Voice still weak, handset sales surged. The quarter was characterized by seasonality which led to the 2% q-o-q decline in mobile revenue (declines recorded across voice and data revenue streams), while EBITDA rose 3% q-o-q on lower A&P spending (-31% q-oq). The introduction of new prepaid plans (Bagus) and cut in IDD tariffs have had some early impact, with mobile revenue seeing the strongest y-o-y increase for 1Q since the group was re-listed, although at the expense of ARPU which fell 4% q-o-q on a blended basis. To our surprise, handset sales jumped 90% q-o-q as Maxis sold more iPhone 4S handsets during the quarter compared to its peers.
FTTH ramping up. Maxis activated 5,200 fiber-to-the-home (FTTH) customers as at 1QFY12. It is close to unveiling another promotion to further whet the appetite of fiber users. This comes on the heels of its recent price cuts on fiber plans which management pointed out will be for a limited period. We think the fresh promotions would include IPTV to compete with Unifi and to position for the introduction of new content. Maxis previously inked an agreement with Australia's Fetch TV for IPTV and is still in talks with Astro.

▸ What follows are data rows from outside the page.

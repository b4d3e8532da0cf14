use crate::error::Result;
use figment::{
    providers::{Env, Format, Serialized, Toml},
    Figment,
};
use serde::{Deserialize, Serialize};
use std::path::Path;
use std::time::Duration;

// Overridable from the config file or HCSR04_* environment variables
pub const TRIGGER_PIN: u8 = 27;
pub const ECHO_PIN: u8 = 17;
pub const PERIOD: Duration = Duration::from_secs(1);

// Sensor timing, taken from the HC-SR04 datasheet
pub const PULSE_WIDTH: Duration = Duration::from_micros(10);
pub const ECHO_TIMEOUT: Duration = Duration::from_millis(40);
pub const MICROS_PER_CM: f64 = 58.0;

// Device node buffers
pub const COMMAND_BUFFER_SIZE: usize = 8;
pub const OUTPUT_BUFFER_SIZE: usize = 64;

pub const ENV_PREFIX: &str = "HCSR04_";

#[derive(Debug, Clone, Copy, PartialEq, Eq, Serialize, Deserialize, clap::ValueEnum)]
#[serde(rename_all = "kebab-case")]
pub enum CaptureStrategy {
    /// Busy-wait on the echo line from the calling thread.
    Polling,
    /// Timestamp echo edges from GPIO interrupt notifications.
    EventDriven,
}

#[derive(Debug, Clone, Copy, PartialEq, Eq, Serialize, Deserialize, clap::ValueEnum)]
#[serde(rename_all = "lowercase")]
pub enum LogFormat {
    Pretty,
    Compact,
    Json,
}

#[derive(Debug, Clone, PartialEq, Serialize, Deserialize)]
pub struct GpioSettings {
    /// BCM number of the trigger output.
    pub trigger_pin: u8,
    /// BCM number of the echo input.
    pub echo_pin: u8,
}

#[derive(Debug, Clone, PartialEq, Serialize, Deserialize)]
pub struct CaptureSettings {
    pub strategy: CaptureStrategy,
    #[serde(with = "humantime_serde")]
    pub pulse_width: Duration,
    /// Budget for each of the two echo waits.
    #[serde(with = "humantime_serde")]
    pub timeout: Duration,
}

#[derive(Debug, Clone, PartialEq, Serialize, Deserialize)]
pub struct SchedulerSettings {
    #[serde(with = "humantime_serde")]
    pub period: Duration,
    /// Enter periodic mode as soon as the engine is built.
    pub start_periodic: bool,
}

#[derive(Debug, Clone, PartialEq, Serialize, Deserialize)]
pub struct LoggingSettings {
    /// `EnvFilter` directive used when `RUST_LOG` is unset.
    pub level: String,
    pub format: LogFormat,
}

#[derive(Debug, Clone, PartialEq, Default, Serialize, Deserialize)]
pub struct Settings {
    pub gpio: GpioSettings,
    pub capture: CaptureSettings,
    pub scheduler: SchedulerSettings,
    pub logging: LoggingSettings,
}

impl Default for GpioSettings {
    fn default() -> Self {
        Self {
            trigger_pin: TRIGGER_PIN,
            echo_pin: ECHO_PIN,
        }
    }
}

impl Default for CaptureSettings {
    fn default() -> Self {
        Self {
            strategy: CaptureStrategy::EventDriven,
            pulse_width: PULSE_WIDTH,
            timeout: ECHO_TIMEOUT,
        }
    }
}

impl Default for SchedulerSettings {
    fn default() -> Self {
        Self {
            period: PERIOD,
            start_periodic: false,
        }
    }
}

impl Default for LoggingSettings {
    fn default() -> Self {
        Self {
            level: "info".to_string(),
            format: LogFormat::Compact,
        }
    }
}

impl Settings {
    /// Layers built-in defaults, then `path` if given, then `HCSR04_*`
    /// environment variables (`HCSR04_CAPTURE__TIMEOUT=60ms`).
    pub fn load(path: Option<&Path>) -> Result<Self> {
        let mut figment = Figment::from(Serialized::defaults(Settings::default()));
        if let Some(path) = path {
            figment = figment.merge(Toml::file(path));
        }
        let settings: Settings = figment
            .merge(Env::prefixed(ENV_PREFIX).split("__"))
            .extract()?;
        settings.validate()?;
        Ok(settings)
    }

    /// Rejects values that parse but cannot drive the sensor.
    pub fn validate(&self) -> Result<()> {
        if self.scheduler.period.is_zero() {
            return Err(figment::Error::from(
                "scheduler.period must be greater than zero".to_string(),
            )
            .into());
        }
        Ok(())
    }
}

Home revenue (where FTTH accounted for the bulk of) doubled its contribution qo-q to RM8m but the surge in subscriber acquisition cost led to a wider EBITDA loss of RM22m in 1QFY12 from RM19m in 4QFY11. Maxis did not disclose the acquisition cost per sub for FTTH, but we think it is incurring a loss at the gross level to drive take-up.
Capex spending likely to trend lower from FY12. Maxis has maintained its capex guidance for FY12 of under RM900m (FY11: RM1bn) with spending back-loaded into 2H2012. It spent RM78m in 1QFY12, 25% of what it forked out in 4QFY11, which coincided with the network modernization and transitioning into LTE.